Researchers in the US have designed a hollow cube out of naturally occurring proteins, something that was previously only possible with DNA. The custom-built protein structures might be used for drug delivery, or as reaction or crystallisation vessels.

Nature Publishing Group

Trimeric proteins form the cube's corners, with dimeric proteins along the edges

Researchers have been engineering DNA into custom nanostructures (DNA origami) for several years, but proteins have proved more challenging. ‘We don’t yet fully understand the rules that govern how proteins fold and bind to each other. DNA structures have surged ahead in the last decade because their rules of assembly are a lot simpler,’ explains Todd Yeates from the University of California Los Angeles, US. Previous approaches to ‘protein origami’ relied on designing new, unnatural protein oligomers, a challenge Yeates and his colleagues sought to avoid.
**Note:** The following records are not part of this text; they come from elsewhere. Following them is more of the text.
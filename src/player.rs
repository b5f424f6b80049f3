// Copyright (c) 2025, Jason Jenkins
// SPDX-License-Identifier: BSD-3-Clause

//! Video playback with zone overlays.
//!
//! [`Player`] is the playback state machine. [`run_playback`] drives it in a
//! blocking loop against a [`VideoSource`] and a [`PlaybackDisplay`], which
//! shows frames and turns key presses into [`PlayerCommand`]s.

use crate::error::Result;
use crate::io::media::{VideoInfo, VideoSource};
use crate::models::config::AppConfig;
use crate::models::zone::Zone;
use crate::render::compositor::composite;
use crate::render::hud::{draw_hud, HudInfo};
use crate::render::raster::{swap_red_blue, Frame};
use crate::render::viewport::PlaybackScale;
use std::path::PathBuf;
use std::time::Duration;

#[derive(Debug, Clone, Copy, PartialEq, Eq)]
pub enum PlaybackState {
    Playing,
    Paused,
    Ended,
}

#[derive(Debug, Clone, Copy, PartialEq, Eq)]
pub enum PlayerCommand {
    Quit,
    TogglePause,
    Step,
    Restart,
    ToggleOverlay,
}

impl PlayerCommand {
    pub fn from_key(key: char) -> Option<Self> {
        match key.to_ascii_lowercase() {
            'q' => Some(PlayerCommand::Quit),
            'p' => Some(PlayerCommand::TogglePause),
            's' => Some(PlayerCommand::Step),
            'r' => Some(PlayerCommand::Restart),
            'f' => Some(PlayerCommand::ToggleOverlay),
            _ => None,
        }
    }
}

/// Whether the run loop keeps going after a command.
#[derive(Debug, Clone, Copy, PartialEq, Eq)]
pub enum Flow {
    Continue,
    Exit,
}

/// Playback state, cursor and overlay flag for one run.
pub struct Player {
    zones: Vec<Zone>,
    info: VideoInfo,
    scale: Option<PlaybackScale>,
    fps_display: bool,
    state: PlaybackState,
    cursor: usize,
    show_overlays: bool,
    current: Option<Frame>,
}

impl Player {
    pub fn new(config: &AppConfig, info: VideoInfo) -> Self {
        Self {
            zones: config.frames.clone(),
            scale: PlaybackScale::new(info.width, info.height, config.display_size()),
            info,
            fps_display: config.fps_display,
            state: PlaybackState::Playing,
            cursor: 0,
            show_overlays: config.draw_frames,
            current: None,
        }
    }

    pub fn state(&self) -> PlaybackState {
        self.state
    }

    /// Frames shown since the start or the last restart.
    pub fn cursor(&self) -> usize {
        self.cursor
    }

    pub fn show_overlays(&self) -> bool {
        self.show_overlays
    }

    /// Read the next frame. On end of stream the player moves to `Ended`
    /// and `false` is returned.
    pub fn advance(&mut self, source: &mut dyn VideoSource) -> Result<bool> {
        match source.read_frame()? {
            Some(frame) => {
                self.current = Some(frame);
                self.cursor += 1;
                Ok(true)
            }
            None => {
                log::info!("End of video reached");
                self.state = PlaybackState::Ended;
                Ok(false)
            }
        }
    }

    pub fn handle(&mut self, command: PlayerCommand, source: &mut dyn VideoSource) -> Result<Flow> {
        match command {
            PlayerCommand::Quit => {
                log::info!("Quitting playback");
                return Ok(Flow::Exit);
            }
            PlayerCommand::TogglePause => match self.state {
                PlaybackState::Playing => {
                    self.state = PlaybackState::Paused;
                    log::info!("Paused");
                }
                PlaybackState::Paused => {
                    self.state = PlaybackState::Playing;
                    log::info!("Resumed");
                }
                PlaybackState::Ended => log::debug!("Pause ignored after end of video"),
            },
            PlayerCommand::Step => {
                if self.state == PlaybackState::Paused {
                    if self.advance(source)? {
                        log::info!("Step forward: frame {}", self.cursor);
                    }
                } else {
                    log::debug!("Step ignored while not paused");
                }
            }
            PlayerCommand::Restart => {
                source.seek(0)?;
                self.cursor = 0;
                self.current = None;
                self.state = PlaybackState::Playing;
                log::info!("Restarted video");
            }
            PlayerCommand::ToggleOverlay => {
                self.show_overlays = !self.show_overlays;
                log::info!(
                    "Frame overlays: {}",
                    if self.show_overlays { "ON" } else { "OFF" }
                );
            }
        }
        Ok(Flow::Continue)
    }

    pub fn hud_info(&self) -> HudInfo {
        HudInfo {
            frame: self.cursor,
            total_frames: self.info.frame_count,
            fps: self.info.fps,
            overlays: self.show_overlays.then_some(self.zones.len()),
            paused: self.state == PlaybackState::Paused,
        }
    }

    /// The current frame as it should be shown: resized, overlaid and
    /// annotated. `None` before the first read.
    pub fn render(&self) -> Option<Frame> {
        let frame = self.current.as_ref()?;
        let (mut display, zones) = match &self.scale {
            Some(scale) => (scale.frame(frame), scale.zones(&self.zones)),
            None => (frame.clone(), self.zones.clone()),
        };
        if self.show_overlays {
            display = composite(&display, &zones, None);
        }
        if self.fps_display {
            draw_hud(&mut display, &self.hud_info());
        }
        Some(display)
    }

    /// How long the display may wait for a key; `None` blocks.
    pub fn poll_wait(&self) -> Option<Duration> {
        match self.state {
            PlaybackState::Paused => None,
            _ => Some(frame_interval(self.info.fps)),
        }
    }
}

/// Inter-frame delay for `fps`, at least one millisecond.
pub fn frame_interval(fps: f64) -> Duration {
    let millis = if fps > 0.0 { (1000.0 / fps) as u64 } else { 1 };
    Duration::from_millis(millis.max(1))
}

/// Somewhere to show playback frames and read commands from.
pub trait PlaybackDisplay {
    fn show(&mut self, frame: &Frame) -> Result<()>;

    /// Wait up to `wait` (forever when `None`) for a command.
    fn poll_command(&mut self, wait: Option<Duration>) -> Result<Option<PlayerCommand>>;
}

/// Play `source` with the zones and settings of `config` until the video
/// ends or the display asks to quit. The source is released on every path.
pub fn run_playback(
    config: &AppConfig,
    source: &mut dyn VideoSource,
    display: &mut dyn PlaybackDisplay,
) -> Result<()> {
    let mut player = Player::new(config, source.info());
    log::info!(
        "Controls: q=quit, p=pause/resume, s=step (paused), r=restart, f=toggle overlays"
    );
    let result = play_loop(&mut player, source, display);
    source.release();
    log::info!("Video playback ended after {} frames", player.cursor());
    result
}

fn play_loop(
    player: &mut Player,
    source: &mut dyn VideoSource,
    display: &mut dyn PlaybackDisplay,
) -> Result<()> {
    loop {
        if player.state() == PlaybackState::Playing && !player.advance(source)? {
            break;
        }
        if player.state() == PlaybackState::Ended {
            break;
        }
        if let Some(frame) = player.render() {
            display.show(&frame)?;
        }
        if let Some(command) = display.poll_command(player.poll_wait())? {
            if player.handle(command, source)? == Flow::Exit {
                break;
            }
        }
    }
    Ok(())
}

/// Display without a window: optionally writes every shown frame as a PNG.
pub struct HeadlessDisplay {
    output: Option<PathBuf>,
    shown: usize,
}

impl HeadlessDisplay {
    pub fn new(output: Option<PathBuf>) -> Result<Self> {
        if let Some(dir) = &output {
            std::fs::create_dir_all(dir)?;
            log::info!("Writing frames to {}", dir.display());
        }
        Ok(Self { output, shown: 0 })
    }

    pub fn frames_shown(&self) -> usize {
        self.shown
    }
}

impl PlaybackDisplay for HeadlessDisplay {
    fn show(&mut self, frame: &Frame) -> Result<()> {
        if let Some(dir) = &self.output {
            let mut image = frame.clone();
            swap_red_blue(&mut image);
            image.save(dir.join(format!("frame_{:06}.png", self.shown)))?;
        }
        self.shown += 1;
        Ok(())
    }

    fn poll_command(&mut self, wait: Option<Duration>) -> Result<Option<PlayerCommand>> {
        // Nothing can resume a headless run once it blocks.
        Ok(wait.is_none().then_some(PlayerCommand::Quit))
    }
}

#[cfg(feature = "video-opencv")]
pub use highgui_display::HighguiDisplay;

#[cfg(feature = "video-opencv")]
mod highgui_display {
    use super::{PlaybackDisplay, PlayerCommand};
    use crate::error::{Result, ZoneError};
    use crate::render::raster::Frame;
    use opencv::{core, highgui, prelude::*};
    use std::time::Duration;

    fn display_error(e: opencv::Error) -> ZoneError {
        ZoneError::VideoRead(e.to_string())
    }

    /// OpenCV window with keyboard polling.
    pub struct HighguiDisplay {
        window: String,
    }

    impl HighguiDisplay {
        pub fn new(window: &str) -> Result<Self> {
            highgui::named_window(window, highgui::WINDOW_AUTOSIZE).map_err(display_error)?;
            Ok(Self {
                window: window.to_string(),
            })
        }
    }

    impl PlaybackDisplay for HighguiDisplay {
        fn show(&mut self, frame: &Frame) -> Result<()> {
            let mut mat = Mat::new_rows_cols_with_default(
                frame.height() as i32,
                frame.width() as i32,
                core::CV_8UC3,
                core::Scalar::all(0.0),
            )
            .map_err(display_error)?;
            mat.data_bytes_mut()
                .map_err(display_error)?
                .copy_from_slice(frame.as_raw());
            highgui::imshow(&self.window, &mat).map_err(display_error)
        }

        fn poll_command(&mut self, wait: Option<Duration>) -> Result<Option<PlayerCommand>> {
            let delay = wait.map(|d| d.as_millis().max(1) as i32).unwrap_or(0);
            let key = highgui::wait_key(delay).map_err(display_error)?;
            if key < 0 {
                return Ok(None);
            }
            Ok(char::from_u32((key & 0xFF) as u32).and_then(PlayerCommand::from_key))
        }
    }

    impl Drop for HighguiDisplay {
        fn drop(&mut self) {
            let _ = highgui::destroy_all_windows();
        }
    }
}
Instead, Yeates and his team exploited proteins that naturally assemble into oligomers. They fused together two different proteins, one which forms a dimer and the other a trimer, using a short amino acid linker. ‘If you get the geometry just right, the [fused] protein won’t have any choice but to assemble into the desired shape,’ Yeates explains.

Having used computational analysis to identify which proteins and amino acid linkers would satisfy their design criteria, the researchers genetically modified Escherichia coli bacteria to express the desired protein sequence. After purification, the fused proteins assembled into a hollow cage, with the trimers occupying the cube’s corners and the dimers forming the edges. This design is the latest advance in efforts by multiple laboratories to create large geometric protein structures.

The protein cages are a conceptual novelty, but Yeates thinks they could have applications in synthetic vaccines or drug delivery. ‘We could put things inside these structures or attach things to the outside,’ he says, ‘imagination is the limit.’ Scientists have used other highly porous materials, like metal-organic frameworks (MOFs), for gas storage or as sensors, but their biological compatibility is limited. The cavity inside Yeates’ protein cage is also unusually large compared to MOFs, measuring 130Å. ‘One of the reasons for thinking protein structures will be better than DNA structures or MOFs is that biology chose proteins as its workhorse,’ adds Yeates. Roman Jerala from the National Institute of Chemistry, Ljubljana, Slovenia, who designed a tetrahedral protein cage in 2013, says that proteins main advantage of over DNA is ‘their versatility – there are 20 amino acids with different functional groups compared with only four nucleic acids’.

Jerala agrees that there are many potential applications to explore. ‘Perhaps there will even be hybrid structures, combining proteins, DNA and other nanomaterials,’ he says. ‘There are countless possibilities.’